EU Hosting in Germany — GDPR Compliance Without Compromise

Where your data is processed matters. Not as an abstract principle — as a legal obligation.

Under GDPR, transferring personal data outside the EU requires specific legal mechanisms. Since the Schrems II ruling invalidated the EU-US Privacy Shield, relying on US-based infrastructure providers for sensitive traffic has become legally complicated. Standard Contractual Clauses exist, but they require case-by-case risk assessments, and enforcement agencies across Europe are increasingly skeptical.

How ProxyPass Eliminates the Complexity

ProxyPass eliminates this complexity entirely. The entire infrastructure — cloud servers, management portal, data storage — runs on servers in Germany. Your tunnel traffic never touches a non-EU server. There are no international data transfers to evaluate, document, or justify.

Jurisdiction Matters

This is not just about where servers are physically located. It is about the legal jurisdiction that governs access to your data. A server in Germany is subject to German and EU law exclusively. No foreign government can compel access through their own legal mechanisms without going through EU judicial cooperation processes.

Many tunneling services run on AWS, Google Cloud, or Azure — US-headquartered companies subject to US jurisdiction, including the CLOUD Act, which can compel disclosure of data stored abroad. Even if they operate EU data centers, the jurisdictional question remains.

Scenario: The Enterprise Vendor Questionnaire

You are evaluating tunneling providers for your company. Procurement sends a vendor security questionnaire. Question 14: "Where is data processed and stored? Are any US-based entities involved in data processing?"
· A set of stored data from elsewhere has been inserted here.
//! Stable entity identity and content hashing
//!
//! IDs are a function of (kind, file, start line, name) only. Hashes are
//! truncated SHA-256 digests used for change detection, not security.

use sha2::{Digest, Sha256};

use crate::model::{Entity, EntityKind};

/// Hex characters kept from a content digest.
pub const HASH_LEN: usize = 8;
/// Hex characters of the path digest embedded in an ID.
pub const PATH_HASH_LEN: usize = 6;
/// Longest name fragment embedded in an ID.
pub const MAX_ID_NAME_CHARS: usize = 32;

/// Full lowercase hex SHA-256 of `input`.
pub fn sha256_hex(input: &str) -> String {
    let mut hasher = Sha256::new();
    hasher.update(input.as_bytes());
    format!("{:x}", hasher.finalize())
}

/// First [`HASH_LEN`] hex characters of the SHA-256 of `input`.
pub fn short_hash(input: &str) -> String {
    let mut digest = sha256_hex(input);
    digest.truncate(HASH_LEN);
    digest
}

/// Trim every line, drop blank lines and rejoin with `\n`.
pub fn normalize_body(body: &str) -> String {
    body.lines()
        .map(str::trim)
        .filter(|line| !line.is_empty())
        .collect::<Vec<_>>()
        .join("\n")
}

/// The string the signature hash is computed over.
///
/// Callables: `name(t1,t2)->r1,r2` plus `|receiver` when present.
/// Types: `name|kind|field:type,...`.
pub fn signature_string(entity: &Entity) -> String {
    match entity.kind {
        EntityKind::Function | EntityKind::Method => {
            let params = entity
                .params
                .iter()
                .map(|p| p.type_name.as_str())
                .collect::<Vec<_>>()
                .join(",");
            let mut sig = format!("{}({})->{}", entity.name, params, entity.returns.join(","));
            if let Some(receiver) = entity.receiver.as_deref().filter(|r| !r.is_empty()) {
                sig.push('|');
                sig.push_str(receiver);
            }
            sig
        }
        EntityKind::Type => {
            let kind = entity.type_kind.map(|k| k.as_str()).unwrap_or("");
            let fields = entity
                .fields
                .iter()
                .map(|f| format!("{}:{}", f.name, f.type_name))
                .collect::<Vec<_>>()
                .join(",");
            format!("{}|{}|{}", entity.name, kind, fields)
        }
        EntityKind::Enum => {
            let values = entity
                .enum_values
                .iter()
                .map(|v| format!("{}={}", v.name, v.value))
                .collect::<Vec<_>>()
                .join(",");
            format!(
                "{}|enum:{}|{}",
                entity.name,
                entity.value_type.as_deref().unwrap_or(""),
                values
            )
        }
        EntityKind::Constant | EntityKind::Variable => format!(
            "{}:{}={}",
            entity.name,
            entity.value_type.as_deref().unwrap_or(""),
            entity.value.as_deref().unwrap_or("")
        ),
        EntityKind::Import => format!(
            "{}|{}|{}",
            entity.name,
            entity.import_path.as_deref().unwrap_or(""),
            entity.import_alias.as_deref().unwrap_or("")
        ),
        EntityKind::Unknown => entity.name.clone(),
    }
}

/// Fill in `sig_hash` and, when there is a body, `body_hash`.
pub fn compute_hashes(entity: &mut Entity) {
    entity.sig_hash = short_hash(&signature_string(entity));
    entity.body_hash = if entity.raw_body.is_empty() {
        None
    } else {
        Some(short_hash(&normalize_body(&entity.raw_body)))
    };
}

/// `sa-<typecode>-<path6>-<line>-<name>`.
pub fn generate_entity_id(entity: &Entity) -> String {
    let mut path_hash = sha256_hex(&entity.file);
    path_hash.truncate(PATH_HASH_LEN);
    format!(
        "sa-{}-{}-{}-{}",
        entity.kind.type_code(),
        path_hash,
        entity.start_line,
        sanitize_name(&entity.name)
    )
}

/// Clip to [`MAX_ID_NAME_CHARS`] characters and map anything outside
/// `[A-Za-z0-9_]` to `_`.
pub fn sanitize_name(name: &str) -> String {
    name.chars()
        .take(MAX_ID_NAME_CHARS)
        .map(|c| if c.is_ascii_alphanumeric() || c == '_' { c } else { '_' })
        .collect()
}
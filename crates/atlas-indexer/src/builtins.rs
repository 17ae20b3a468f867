//! Per-language builtin identifier tables
//!
//! The shipped tables live in `builtins/<language>.toml` and are embedded at
//! compile time. `[builtins.<language>]` in `atlas.toml` extends them.

use std::collections::{HashMap, HashSet};
use std::sync::LazyLock;

use atlas_core::{AtlasError, BuiltinOverrides, Language};
use serde::Deserialize;

const GO: &str = include_str!("../builtins/go.toml");
const PYTHON: &str = include_str!("../builtins/python.toml");
const TYPESCRIPT: &str = include_str!("../builtins/typescript.toml");
const JAVASCRIPT: &str = include_str!("../builtins/javascript.toml");
const RUST: &str = include_str!("../builtins/rust.toml");
const JAVA: &str = include_str!("../builtins/java.toml");
const C: &str = include_str!("../builtins/c.toml");

static SHIPPED: LazyLock<HashMap<Language, BuiltinTable>> = LazyLock::new(|| {
    [
        (Language::Go, GO),
        (Language::Python, PYTHON),
        (Language::TypeScript, TYPESCRIPT),
        (Language::JavaScript, JAVASCRIPT),
        (Language::Rust, RUST),
        (Language::Java, JAVA),
        (Language::C, C),
    ]
    .into_iter()
    .map(|(language, text)| {
        let table = BuiltinTable::from_toml(text).unwrap_or_else(|e| {
            tracing::warn!("Ignoring malformed builtin table for {}: {}", language, e);
            BuiltinTable::default()
        });
        (language, table)
    })
    .collect()
});

/// Denylist of names excluded from the dependency graph.
#[derive(Debug, Clone, Default, Deserialize)]
#[serde(default)]
pub struct BuiltinTable {
    functions: HashSet<String>,
    types: HashSet<String>,
    modules: HashSet<String>,
}

impl BuiltinTable {
    pub fn from_toml(text: &str) -> Result<Self, AtlasError> {
        toml::from_str(text).map_err(|e| AtlasError::Config(e.to_string()))
    }

    /// The table shipped for `language`; empty for languages without one.
    pub fn shipped(language: Language) -> BuiltinTable {
        SHIPPED.get(&language).cloned().unwrap_or_default()
    }

    pub fn extend(&mut self, overrides: &BuiltinOverrides) {
        self.functions.extend(overrides.functions.iter().cloned());
        self.types.extend(overrides.types.iter().cloned());
        self.modules.extend(overrides.modules.iter().cloned());
    }

    /// A bare name listed as a function or type, or a qualified name whose
    /// first segment is a listed type or module.
    pub fn is_builtin(&self, name: &str, separators: &[&str]) -> bool {
        if self.functions.contains(name) || self.types.contains(name) {
            return true;
        }
        match first_segment(name, separators) {
            Some(head) => self.types.contains(head) || self.modules.contains(head),
            None => false,
        }
    }

    pub fn len(&self) -> usize {
        self.functions.len() + self.types.len() + self.modules.len()
    }

    pub fn is_empty(&self) -> bool {
        self.len() == 0
    }
}

/// Text before the left-most separator, when `name` is qualified.
fn first_segment<'a>(name: &'a str, separators: &[&str]) -> Option<&'a str> {
    separators
        .iter()
        .filter(|s| !s.is_empty())
        .filter_map(|sep| name.find(sep))
        .min()
        .map(|pos| &name[..pos])
        .filter(|head| !head.is_empty())
}
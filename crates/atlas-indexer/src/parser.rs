//! Tree-sitter parsing into arena trees
//!
//! Tree-sitter parsers are not `Sync`, so each worker thread keeps its own
//! parser and re-targets it at whatever grammar the next file needs.

use std::cell::RefCell;

use atlas_core::AtlasError;
use tree_sitter::{Language, Parser};

use crate::syntax::SyntaxTree;

thread_local! {
    static PARSER: RefCell<Parser> = RefCell::new(Parser::new());
}

/// Parse `source` with `language` on the calling thread's parser.
pub fn parse_source(language: &Language, source: String) -> Result<SyntaxTree, AtlasError> {
    PARSER.with(|cell| {
        let mut parser = cell
            .try_borrow_mut()
            .map_err(|_| AtlasError::Parse("parser re-entered on the same thread".to_string()))?;
        parse_with(&mut parser, language, source)
    })
}

/// Parse with an explicit parser.
pub fn parse_with(
    parser: &mut Parser,
    language: &Language,
    source: String,
) -> Result<SyntaxTree, AtlasError> {
    parser
        .set_language(language)
        .map_err(|e| AtlasError::Parse(format!("failed to load grammar: {e}")))?;
    let tree = parser
        .parse(&source, None)
        .ok_or_else(|| AtlasError::Parse("parser returned no tree".to_string()))?;
    let syntax = SyntaxTree::from_tree_sitter(&tree, source);
    if syntax.has_errors() {
        tracing::debug!("Parsed with error recovery ({} nodes)", syntax.len());
    }
    Ok(syntax)
}

#[cfg(test)]
mod tests {
    use super::*;

    #[test]
    fn parses_on_thread_local_parser() {
        let go: Language = tree_sitter_go::LANGUAGE.into();
        let tree = parse_source(&go, "package main\nfunc main() {}\n".to_string()).unwrap();
        let root = tree.root().unwrap();
        assert_eq!(root.kind(), "source_file");
        assert_eq!(root.descendants_of_kind("function_declaration").len(), 1);
    }

    #[test]
    fn switching_grammars_reuses_parser() {
        let py: Language = tree_sitter_python::LANGUAGE.into();
        let c: Language = tree_sitter_c::LANGUAGE.into();
        let a = parse_source(&py, "def f():\n    pass\n".to_string()).unwrap();
        let b = parse_source(&c, "int f(void) { return 0; }\n".to_string()).unwrap();
        assert_eq!(a.root().unwrap().kind(), "module");
        assert_eq!(b.root().unwrap().kind(), "translation_unit");
    }

    #[test]
    fn broken_source_still_yields_tree() {
        let js: Language = tree_sitter_javascript::LANGUAGE.into();
        let tree = parse_source(&js, "function (".to_string()).unwrap();
        assert!(tree.has_errors());
    }
}
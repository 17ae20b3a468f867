//! Core data structures for the entity catalogue

use std::fmt;
use std::path::Path;

use serde::{Deserialize, Serialize};

/// Longest textual value kept on a constant or variable.
pub const MAX_VALUE_CHARS: usize = 50;

/// Discriminates what kind of declaration an entity represents.
#[derive(Debug, Clone, Copy, PartialEq, Eq, Hash, PartialOrd, Ord, Serialize, Deserialize)]
#[serde(rename_all = "snake_case")]
pub enum EntityKind {
    Function,
    Method,
    Type,
    Constant,
    Variable,
    Enum,
    Import,

    // ── Fallback for snapshots written by newer versions ────
    #[serde(other)]
    Unknown,
}

impl EntityKind {
    /// Functions and methods: the kinds that own a statement body.
    pub fn is_callable(self) -> bool {
        matches!(self, EntityKind::Function | EntityKind::Method)
    }

    /// Kinds whose base clauses and member annotations are resolved.
    pub fn is_type_like(self) -> bool {
        matches!(self, EntityKind::Type | EntityKind::Enum)
    }

    /// Short code used inside entity IDs.
    pub fn type_code(self) -> &'static str {
        match self {
            EntityKind::Function | EntityKind::Method => "fn",
            EntityKind::Type => "type",
            EntityKind::Constant => "const",
            EntityKind::Variable => "var",
            EntityKind::Enum => "enum",
            EntityKind::Import => "imp",
            EntityKind::Unknown => "unk",
        }
    }

    pub fn as_str(self) -> &'static str {
        match self {
            EntityKind::Function => "function",
            EntityKind::Method => "method",
            EntityKind::Type => "type",
            EntityKind::Constant => "constant",
            EntityKind::Variable => "variable",
            EntityKind::Enum => "enum",
            EntityKind::Import => "import",
            EntityKind::Unknown => "unknown",
        }
    }
}

impl fmt::Display for EntityKind {
    fn fmt(&self, f: &mut fmt::Formatter<'_>) -> fmt::Result {
        f.write_str(self.as_str())
    }
}

/// Shape of a type declaration.
#[derive(Debug, Clone, Copy, PartialEq, Eq, Hash, Serialize, Deserialize)]
#[serde(rename_all = "snake_case")]
pub enum TypeKind {
    Struct,
    Interface,
    Alias,
    Union,
}

impl TypeKind {
    pub fn as_str(self) -> &'static str {
        match self {
            TypeKind::Struct => "struct",
            TypeKind::Interface => "interface",
            TypeKind::Alias => "alias",
            TypeKind::Union => "union",
        }
    }
}

impl fmt::Display for TypeKind {
    fn fmt(&self, f: &mut fmt::Formatter<'_>) -> fmt::Result {
        f.write_str(self.as_str())
    }
}

/// Visibility of a declaration.
#[derive(Debug, Clone, Copy, PartialEq, Eq, Hash, Default, Serialize, Deserialize)]
#[serde(rename_all = "snake_case")]
pub enum Visibility {
    #[default]
    Public,
    Private,
    Protected,
}

impl Visibility {
    pub fn as_str(self) -> &'static str {
        match self {
            Visibility::Public => "public",
            Visibility::Private => "private",
            Visibility::Protected => "protected",
        }
    }
}

impl fmt::Display for Visibility {
    fn fmt(&self, f: &mut fmt::Formatter<'_>) -> fmt::Result {
        f.write_str(self.as_str())
    }
}

/// One parameter of a callable, in declaration order.
#[derive(Debug, Clone, PartialEq, Eq, Default, Serialize, Deserialize)]
pub struct Param {
    pub name: String,
    #[serde(rename = "type")]
    pub type_name: String,
}

impl Param {
    pub fn new(name: impl Into<String>, type_name: impl Into<String>) -> Self {
        Param {
            name: name.into(),
            type_name: type_name.into(),
        }
    }
}

/// One field (or member signature) of a type.
#[derive(Debug, Clone, PartialEq, Eq, Default, Serialize, Deserialize)]
pub struct Field {
    pub name: String,
    #[serde(rename = "type")]
    pub type_name: String,
    #[serde(default)]
    pub visibility: Visibility,
}

impl Field {
    pub fn new(name: impl Into<String>, type_name: impl Into<String>, visibility: Visibility) -> Self {
        Field {
            name: name.into(),
            type_name: type_name.into(),
            visibility,
        }
    }
}

/// One member of an enum.
#[derive(Debug, Clone, PartialEq, Eq, Default, Serialize, Deserialize)]
pub struct EnumValue {
    pub name: String,
    #[serde(default)]
    pub value: String,
}

impl EnumValue {
    pub fn new(name: impl Into<String>, value: impl Into<String>) -> Self {
        EnumValue {
            name: name.into(),
            value: value.into(),
        }
    }
}

/// Supported languages for syntax-aware extraction.
#[derive(Debug, Clone, Copy, PartialEq, Eq, Hash, PartialOrd, Ord, Serialize, Deserialize)]
#[serde(rename_all = "snake_case")]
pub enum Language {
    Rust,
    TypeScript,
    JavaScript,
    Python,
    Go,
    Java,
    C,
    #[serde(other)]
    Other,
}

impl Language {
    /// Detect language from file extension.
    pub fn from_path(path: &Path) -> Self {
        match path.extension().and_then(|e| e.to_str()) {
            Some("rs") => Language::Rust,
            Some("ts") | Some("tsx") | Some("mts") | Some("cts") => Language::TypeScript,
            Some("js") | Some("jsx") | Some("mjs") | Some("cjs") => Language::JavaScript,
            Some("py") | Some("pyi") => Language::Python,
            Some("go") => Language::Go,
            Some("java") => Language::Java,
            Some("c") | Some("h") => Language::C,
            _ => Language::Other,
        }
    }

    /// Parse a configuration-style language name.
    pub fn from_name(name: &str) -> Option<Self> {
        match name.trim().to_ascii_lowercase().as_str() {
            "rust" | "rs" => Some(Language::Rust),
            "typescript" | "ts" => Some(Language::TypeScript),
            "javascript" | "js" => Some(Language::JavaScript),
            "python" | "py" => Some(Language::Python),
            "go" | "golang" => Some(Language::Go),
            "java" => Some(Language::Java),
            "c" => Some(Language::C),
            _ => None,
        }
    }

    pub fn as_str(self) -> &'static str {
        match self {
            Language::Rust => "rust",
            Language::TypeScript => "typescript",
            Language::JavaScript => "javascript",
            Language::Python => "python",
            Language::Go => "go",
            Language::Java => "java",
            Language::C => "c",
            Language::Other => "other",
        }
    }
}

impl fmt::Display for Language {
    fn fmt(&self, f: &mut fmt::Formatter<'_>) -> fmt::Result {
        f.write_str(self.as_str())
    }
}

/// One extracted declaration.
///
/// Entities are plain values: they never hold syntax-tree handles. Front-ends
/// pair them with their defining node separately when a resolution pass needs it.
#[derive(Debug, Clone, PartialEq, Serialize, Deserialize)]
pub struct Entity {
    // ── Identity / location ─────────────────────────────────
    pub kind: EntityKind,
    pub name: String,
    pub file: String,
    /// 1-based, inclusive.
    pub start_line: u32,
    /// 1-based, inclusive.
    pub end_line: u32,

    // ── Callable ────────────────────────────────────────────
    #[serde(default, skip_serializing_if = "Vec::is_empty")]
    pub params: Vec<Param>,
    #[serde(default, skip_serializing_if = "Vec::is_empty")]
    pub returns: Vec<String>,
    /// Owning type name, optionally followed by a modifier: `Foo (static)`.
    #[serde(default, skip_serializing_if = "Option::is_none")]
    pub receiver: Option<String>,
    #[serde(default, skip_serializing_if = "is_false")]
    pub is_async: bool,
    #[serde(default, skip_serializing_if = "Vec::is_empty")]
    pub decorators: Vec<String>,

    // ── Type ────────────────────────────────────────────────
    #[serde(default, skip_serializing_if = "Option::is_none")]
    pub type_kind: Option<TypeKind>,
    #[serde(default, skip_serializing_if = "Vec::is_empty")]
    pub fields: Vec<Field>,
    #[serde(default, skip_serializing_if = "Vec::is_empty")]
    pub implements: Vec<String>,

    // ── Value (constant / variable; enum base type) ─────────
    #[serde(default, skip_serializing_if = "Option::is_none")]
    pub value_type: Option<String>,
    #[serde(default, skip_serializing_if = "Option::is_none")]
    pub value: Option<String>,

    // ── Enum ────────────────────────────────────────────────
    #[serde(default, skip_serializing_if = "Vec::is_empty")]
    pub enum_values: Vec<EnumValue>,

    // ── Import ──────────────────────────────────────────────
    #[serde(default, skip_serializing_if = "Option::is_none")]
    pub import_path: Option<String>,
    #[serde(default, skip_serializing_if = "Option::is_none")]
    pub import_alias: Option<String>,

    // ── Cross-cutting ───────────────────────────────────────
    #[serde(default)]
    pub visibility: Visibility,
    #[serde(default)]
    pub sig_hash: String,
    #[serde(default, skip_serializing_if = "Option::is_none")]
    pub body_hash: Option<String>,
    /// Body text used only to compute `body_hash`; never serialized.
    #[serde(skip)]
    pub raw_body: String,
    pub language: Language,
}

fn is_false(b: &bool) -> bool {
    !*b
}

impl Entity {
    /// A bare entity of the given kind; everything else starts empty.
    pub fn new(
        kind: EntityKind,
        name: impl Into<String>,
        file: impl Into<String>,
        start_line: u32,
        end_line: u32,
        language: Language,
    ) -> Self {
        Entity {
            kind,
            name: name.into(),
            file: file.into(),
            start_line,
            end_line: end_line.max(start_line),
            params: Vec::new(),
            returns: Vec::new(),
            receiver: None,
            is_async: false,
            decorators: Vec::new(),
            type_kind: None,
            fields: Vec::new(),
            implements: Vec::new(),
            value_type: None,
            value: None,
            enum_values: Vec::new(),
            import_path: None,
            import_alias: None,
            visibility: Visibility::Public,
            sig_hash: String::new(),
            body_hash: None,
            raw_body: String::new(),
            language,
        }
    }

    /// Stable ID; see [`crate::identity::generate_entity_id`].
    pub fn id(&self) -> String {
        crate::identity::generate_entity_id(self)
    }

    /// Receiver type without any modifier suffix (`Foo (static)` -> `Foo`).
    pub fn receiver_type(&self) -> Option<&str> {
        self.receiver
            .as_deref()
            .map(strip_receiver_modifier)
            .filter(|r| !r.is_empty())
    }

    /// `Receiver.name` for methods, the bare name otherwise.
    pub fn display_name(&self) -> String {
        match self.receiver_type() {
            Some(owner) => format!("{}.{}", owner, self.name),
            None => self.name.clone(),
        }
    }

    /// `file:line` of the declaration start.
    pub fn location(&self) -> String {
        format!("{}:{}", self.file, self.start_line)
    }

    /// Set the textual value, collapsing whitespace and clipping to
    /// [`MAX_VALUE_CHARS`] characters.
    pub fn set_value(&mut self, value: &str) {
        self.value = Some(clip_value(value));
    }
}

/// Drop a trailing ` (modifier)` from a receiver string.
pub fn strip_receiver_modifier(receiver: &str) -> &str {
    match receiver.find(" (") {
        Some(pos) => receiver[..pos].trim(),
        None => receiver.trim(),
    }
}

/// Collapse whitespace runs to one space and clip to [`MAX_VALUE_CHARS`].
pub fn clip_value(value: &str) -> String {
    let squashed = value.split_whitespace().collect::<Vec<_>>().join(" ");
    squashed.chars().take(MAX_VALUE_CHARS).collect()
}

/// Order entities by (file, start line, name), then kind for full determinism.
pub fn sort_entities(entities: &mut [Entity]) {
    entities.sort_by(|a, b| {
        a.file
            .cmp(&b.file)
            .then(a.start_line.cmp(&b.start_line))
            .then_with(|| a.name.cmp(&b.name))
            .then(a.kind.cmp(&b.kind))
    });
}

#[cfg(test)]
mod tests {
    use super::*;

    #[test]
    fn receiver_modifier_is_stripped() {
        let mut e = Entity::new(EntityKind::Method, "load", "a.py", 3, 4, Language::Python);
        e.receiver = Some("Repo (static)".to_string());
        assert_eq!(e.receiver_type(), Some("Repo"));
        assert_eq!(e.display_name(), "Repo.load");
    }

    #[test]
    fn value_is_squashed_and_clipped() {
        let long = format!("[\n  {}\n]", "1, ".repeat(40));
        let clipped = clip_value(&long);
        assert_eq!(clipped.chars().count(), MAX_VALUE_CHARS);
        assert!(clipped.starts_with("[ 1, 1,"));
        assert!(!clipped.contains('\n'));
    }

    #[test]
    fn end_line_never_precedes_start() {
        let e = Entity::new(EntityKind::Constant, "X", "a.go", 7, 2, Language::Go);
        assert_eq!(e.end_line, 7);
    }

    #[test]
    fn unknown_kind_deserializes_to_fallback() {
        let kind: EntityKind = serde_json::from_str("\"macro\"").unwrap();
        assert_eq!(kind, EntityKind::Unknown);
        assert_eq!(kind.type_code(), "unk");
    }

    #[test]
    fn sort_orders_by_file_line_name() {
        let mut entities = vec![
            Entity::new(EntityKind::Function, "b", "b.go", 1, 1, Language::Go),
            Entity::new(EntityKind::Function, "z", "a.go", 5, 5, Language::Go),
            Entity::new(EntityKind::Function, "a", "a.go", 5, 5, Language::Go),
            Entity::new(EntityKind::Function, "c", "a.go", 2, 2, Language::Go),
        ];
        sort_entities(&mut entities);
        let names: Vec<_> = entities.iter().map(|e| e.name.as_str()).collect();
        assert_eq!(names, vec!["c", "a", "z", "b"]);
    }
}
With a US-based provider, the answer requires paragraphs: explaining SCCs, transfer impact assessments, supplementary measures, Schrems II compliance documentation, and a legal opinion on CLOUD Act risk.

With ProxyPass, the answer is: "Data is processed on servers in Germany, operated by QSP GmbH, an Austrian company. No US-based entities are involved in data processing. No data leaves the EU."

Procurement checks the box. Legal approves. You move on.

EU Operator, EU Infrastructure

ProxyPass is operated by QSP GmbH, an Austrian company, and runs on IONOS, a German-headquartered hosting provider, on German servers, under German and EU law. Operator in Austria, infrastructure in Germany — both EU member states, both under GDPR, no cross-border complexity. No ambiguity. No lengthy legal analysis required. No data processing agreements with US entities to negotiate.

If GDPR compliance is a requirement for your business — and in the EU, it is — ProxyPass meets it by architecture, not by policy.